CodeBetter.Com
CodeBetter.Com
RSS 2.0 via Feedburner
           Do you Twitter? Follow us @CodeBetter

Karl Seguin

.NET From Ottawa, Ontario

June 2008 - Posts

  • Scale Cheaply - Sharding

    There are a lot of expensive ways to scale your database – all of which are highly touted by the big three database vendors because, well, they want to sell you all types of really expensive stuff. Despite what an “engagement consultant” might tell you though, most of the high-traffic websites on the web (google, digg, facebook) rely on far cheaper and better strategies: the core of which is called sharding.

    What’s really astounding is that sharding is database agnostic – yet only the MySQL crowd seem to really be leveraging it. The sales staff at Microsoft, IBM and Oracle are doing a good job selling us expensive solutions.

    Sharding is the separation of your data across multiple servers. How you separate your data is up to you, but generally it’s done on some fundamental identifier. For example, if we were building a hosted bug tracking site, our data model would likely look something like:

    Every Client is pretty much isolated from all other Clients. So if we put all of Client 1’s data on Server 1 and Client 2’s data on Server 2, our system will run just fine. This scales out horizontally infinitely well (there’s little to no overhead). Our first 500 clients can all go on our first server, at which point we can introduce a second database server and place our next 500 clients. Servers need only be added when actually needed, and there’s no need for management servers, load balancers or anything else – just straight database connections.

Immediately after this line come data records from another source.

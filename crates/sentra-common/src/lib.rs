//! Sentra Common - Shared types and utilities
//!
//! This crate provides common types, configuration, and utilities
//! shared across all Sentra components.

pub mod config;
pub mod error;
pub mod token;
pub mod types;

pub use config::Config;
pub use error::{Error, Result};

    One of the disadvantages of sharding is that it does impact your code. You need to figure out which database to connect to. For our simple scenario above, this isn’t too difficult:

     
    using (SqlConnection connection = GetConnection(clientId))
    {
     ...
    }
    private static SqlConnection GetConnection(int clientId)
    {
       string connectionString;
       if (clientId <= 500)
       {
          connectionString = _connectionStrings[0];
       }
       else
       {
          connectionString = _connectionStrings[1];
       }
       return new SqlConnection(connectionString);
    }
    
    This is a simplified example, but should be pretty easy to expand on. Another approach is to use a modulus to figure out which connection string to use, something like:
     
    return new SqlConnection(connectingString[clientId % _connectingString.Length]);
    

    This brings up another problem with sharding (a big one) – repartitioning your data. If we pick the above modulus algorithm with 2 servers and 2 clients then:
         Client 2 will be associated to ConnectionString[0] (2 % 2 == 0)
         Client 1 will be associated to ConnectionString[1] (1 % 2 == 1)

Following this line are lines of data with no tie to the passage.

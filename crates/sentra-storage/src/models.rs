//! Database models

use chrono::{DateTime, Utc};
use sentra_common::types::{
    CampaignKind, CampaignStatus, EventType, SegmentStatus, SendJobStatus, SuppressionSource,
};
use serde::{Deserialize, Serialize};
use sqlx::FromRow;
use uuid::Uuid;

/// Platform user (campaign owner)
#[derive(Debug, Clone, FromRow, Serialize, Deserialize)]
pub struct User {
    pub id: Uuid,
    pub name: String,
    pub email: String,
    pub password_hash: String,
    pub api_key_prefix: String,
    pub api_key_hash: String,
    pub status: String,
    pub created_at: DateTime<Utc>,
    pub updated_at: DateTime<Utc>,
    pub last_login_at: Option<DateTime<Utc>>,
}

/// Input for creating a user
#[derive(Debug, Clone)]
pub struct CreateUser {
    pub name: String,
    pub email: String,
    pub password_hash: String,
    pub api_key_prefix: String,
    pub api_key_hash: String,
}

/// Audience segment: a deduplicated, case-normalized set of addresses
#[derive(Debug, Clone, FromRow, Serialize, Deserialize)]
pub struct Segment {
    pub id: Uuid,
    pub owner_id: Uuid,
    pub name: String,
    pub description: Option<String>,
    pub emails: Vec<String>,
    pub status: String,
    pub created_at: DateTime<Utc>,
    pub updated_at: DateTime<Utc>,
}

impl Segment {
    pub fn status_enum(&self) -> Option<SegmentStatus> {
        self.status.parse().ok()
    }

    /// Derived contact count; never stored
    pub fn contact_count(&self) -> usize {
        self.emails.len()
    }
}

/// Input for creating a segment
#[derive(Debug, Clone)]
pub struct CreateSegment {
    pub owner_id: Uuid,
    pub name: String,
    pub description: Option<String>,
    pub emails: Vec<String>,
}

/// Input for updating a segment
#[derive(Debug, Clone, Default)]
pub struct UpdateSegment {
    pub name: Option<String>,
    pub description: Option<String>,
    pub emails: Option<Vec<String>>,
}

/// Email campaign
#[derive(Debug, Clone, FromRow, Serialize, Deserialize)]
pub struct Campaign {
    pub id: Uuid,
    pub owner_id: Uuid,
    pub name: String,
    pub subject: String,
    pub html_body: Option<String>,
    pub text_body: Option<String>,
    pub from_address: String,
    pub from_name: Option<String>,
    pub segment_id: Option<Uuid>,
    pub recipient_emails: Option<Vec<String>>,
    pub kind: String,
    pub schedule_at: Option<DateTime<Utc>>,
    pub status: String,
    pub total_recipients: i32,
    pub created_at: DateTime<Utc>,
    pub updated_at: DateTime<Utc>,
    pub started_at: Option<DateTime<Utc>>,
    pub completed_at: Option<DateTime<Utc>>,
}

impl Campaign {
    pub fn status_enum(&self) -> Option<CampaignStatus> {
        self.status.parse().ok()
    }

    pub fn kind_enum(&self) -> Option<CampaignKind> {
        self.kind.parse().ok()
    }
}

/// Input for creating a campaign
#[derive(Debug, Clone)]
pub struct CreateCampaign {
    pub owner_id: Uuid,
    pub name: String,
    pub subject: String,
    pub html_body: Option<String>,
    pub text_body: Option<String>,
    pub from_address: String,
    pub from_name: Option<String>,
    pub segment_id: Option<Uuid>,
    pub recipient_emails: Option<Vec<String>>,
    pub kind: CampaignKind,
    pub schedule_at: Option<DateTime<Utc>>,
}

/// Input for updating a draft campaign
#[derive(Debug, Clone, Default)]
pub struct UpdateCampaign {
    pub name: Option<String>,
    pub subject: Option<String>,
    pub html_body: Option<String>,
    pub text_body: Option<String>,
    pub from_address: Option<String>,
    pub from_name: Option<String>,
    /// When true, both audience columns are written as given; a campaign
    /// references a segment or carries an inline list, never both.
    pub set_audience: bool,
    pub segment_id: Option<Uuid>,
    pub recipient_emails: Option<Vec<String>>,
    pub schedule_at: Option<DateTime<Utc>>,
}

/// One-shot dispatch trigger, keyed by campaign
#[derive(Debug, Clone, FromRow, Serialize, Deserialize)]
pub struct CampaignSchedule {
    pub campaign_id: Uuid,
    pub fire_at: DateTime<Utc>,
    pub created_at: DateTime<Utc>,
}

/// Per-recipient delivery job
#[derive(Debug, Clone, FromRow, Serialize, Deserialize)]
pub struct SendJob {
    pub id: Uuid,
    pub campaign_id: Uuid,
    pub email: String,
    pub tracking_id: Uuid,
    pub status: String,
    pub provider_msg_id: Option<String>,
    pub attempts: i32,
    pub max_attempts: i32,
    pub last_error: Option<String>,
    pub scheduled_at: DateTime<Utc>,
    pub created_at: DateTime<Utc>,
    pub updated_at: DateTime<Utc>,
}

impl SendJob {
    pub fn status_enum(&self) -> Option<SendJobStatus> {
        self.status.parse().ok()
    }

    /// Whether another delivery attempt is allowed
    pub fn can_retry(&self) -> bool {
        self.attempts < self.max_attempts
    }
}

/// Per-campaign job counts by status
#[derive(Debug, Clone, Default, Serialize, Deserialize)]
pub struct SendJobStats {
    pub pending: i64,
    pub sent: i64,
    pub failed: i64,
    pub dead: i64,
}

impl SendJobStats {
    pub fn total(&self) -> i64 {
        self.pending + self.sent + self.failed + self.dead
    }

    /// No job can make further progress
    pub fn is_drained(&self) -> bool {
        self.pending == 0 && self.failed == 0
    }
}

/// Append-only event log entry
#[derive(Debug, Clone, FromRow, Serialize, Deserialize)]
pub struct Event {
    pub id: Uuid,
    pub campaign_id: Uuid,
    pub tracking_id: Option<Uuid>,
    pub email: Option<String>,
    pub event_type: String,
    pub provider_msg_id: Option<String>,
    pub user_agent: Option<String>,
    pub ip_address: Option<String>,
    pub country: Option<String>,
    pub referrer: Option<String>,
    pub link_url: Option<String>,
    pub occurred_at: DateTime<Utc>,
    pub raw: serde_json::Value,
}

impl Event {
    pub fn event_type_enum(&self) -> Option<EventType> {
        self.event_type.parse().ok()
    }
}

/// Input for appending an event
#[derive(Debug, Clone)]
pub struct CreateEvent {
    pub campaign_id: Uuid,
    pub tracking_id: Option<Uuid>,
    pub email: Option<String>,
    pub event_type: EventType,
    pub provider_msg_id: Option<String>,
    pub user_agent: Option<String>,
    pub ip_address: Option<String>,
    pub country: Option<String>,
    pub referrer: Option<String>,
    pub link_url: Option<String>,
    pub raw: serde_json::Value,
}

impl CreateEvent {
    /// Minimal event carrying only identity fields
    pub fn bare(campaign_id: Uuid, tracking_id: Uuid, email: &str, event_type: EventType) -> Self {
        Self {
            campaign_id,
            tracking_id: Some(tracking_id),
            email: Some(email.to_string()),
            event_type,
            provider_msg_id: None,
            user_agent: None,
            ip_address: None,
            country: None,
            referrer: None,
            link_url: None,
            raw: serde_json::Value::Object(Default::default()),
        }
    }
}

/// Click token mapping
#[derive(Debug, Clone, FromRow, Serialize, Deserialize)]
pub struct LinkMapping {
    pub id: Uuid,
    pub tracking_id: Uuid,
    pub campaign_id: Uuid,
    pub email: String,
    pub link_index: i32,
    pub original_url: String,
    pub created_at: DateTime<Utc>,
    pub expires_at: DateTime<Utc>,
}

/// Input for creating a link mapping
#[derive(Debug, Clone)]
pub struct CreateLinkMapping {
    pub id: Uuid,
    pub tracking_id: Uuid,
    pub campaign_id: Uuid,
    pub email: String,
    pub link_index: i32,
    pub original_url: String,
    pub expires_at: DateTime<Utc>,
}

/// Suppressed address, scoped to an owner
#[derive(Debug, Clone, FromRow, Serialize, Deserialize)]
pub struct Suppression {
    pub id: Uuid,
    pub owner_id: Uuid,
    pub email: String,
    pub source: String,
    pub campaign_id: Option<Uuid>,
    pub created_at: DateTime<Utc>,
}

impl Suppression {
    pub fn source_enum(&self) -> Option<SuppressionSource> {
        self.source.parse().ok()
    }
}

/// Input for creating a suppression
#[derive(Debug, Clone)]
pub struct CreateSuppression {
    pub owner_id: Uuid,
    pub email: String,
    pub source: SuppressionSource,
    pub campaign_id: Option<Uuid>,
}

#[cfg(test)]
mod tests {
    use super::*;

    #[test]
    fn test_send_job_stats_drained() {
        let stats = SendJobStats {
            pending: 0,
            sent: 4,
            failed: 0,
            dead: 1,
        };
        assert!(stats.is_drained());
        assert_eq!(stats.total(), 5);

        let busy = SendJobStats {
            pending: 1,
            ..Default::default()
        };
        assert!(!busy.is_drained());

        // Jobs awaiting retry still count as in flight
        let retrying = SendJobStats {
            failed: 2,
            ..Default::default()
        };
        assert!(!retrying.is_drained());
    }
}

    If we now add a bunch of clients along with a 3rd server, then our code expects to find Client 2 on a different server (2 % 3 == 2). Essentially what this means is that you’ll need a repartitioning strategy – whether that’s an advanced connection manager configuration approach, or bulk copy scripts. The good news is that all of this should be deep inside your data layer and completely hidden from your calling code. There are many ways to handle this, pick whatever seems simplest.

    The last hurdle to overcome is actually sharding your data. Our bug hosted example was pretty straightforward, but even it has limitations. When a client creates a new account they are asked to submit their subdomain of choice. We need to check whether that subdomain is available or not – which isn’t trivial since our data is spread all around. Similarly, when a user logs in, we don’t yet know which client they belong to, therefore we can’t figure out which database server to hit for authentication. In such cases, rather than sharding data on a key, you shard on purpose. Essentially, this means you have a database dedicated to your Users table, as well as a ClientHost table which does nothing more than provide a single place to look up whether a host is available or not. Again, this is something that your data access layer must be aware of.

    Despite these issues, sharding is my preferred database scaling choice by far. All the issues can be fixed with a bit of code deep within your data layer. The performance advantage AND cost advantage make it a no-brainer. The only reason to consider clustering is for high availability scenarios, or in cases where your bottleneck is data that cannot be easily split. Also, keep in mind that sharding typically plays nice with replication or clustering, so these aren't necessarily exclusive strategies.

  • Foundations of Programming Ebook

    I'm excited to finally release the official, and completely free, Foundations of Programming EBook. This essentially contains all 9 Foundation parts including a conclusion and some typical book fluff (table of content, acknowledgement and so on). A number of spelling errors were corrected, along with some small technical changes and clarifications - largely based on feedback, so thanks for everyone who provided it! Otherwise it's exactly the same as what's been posted here over the past several months.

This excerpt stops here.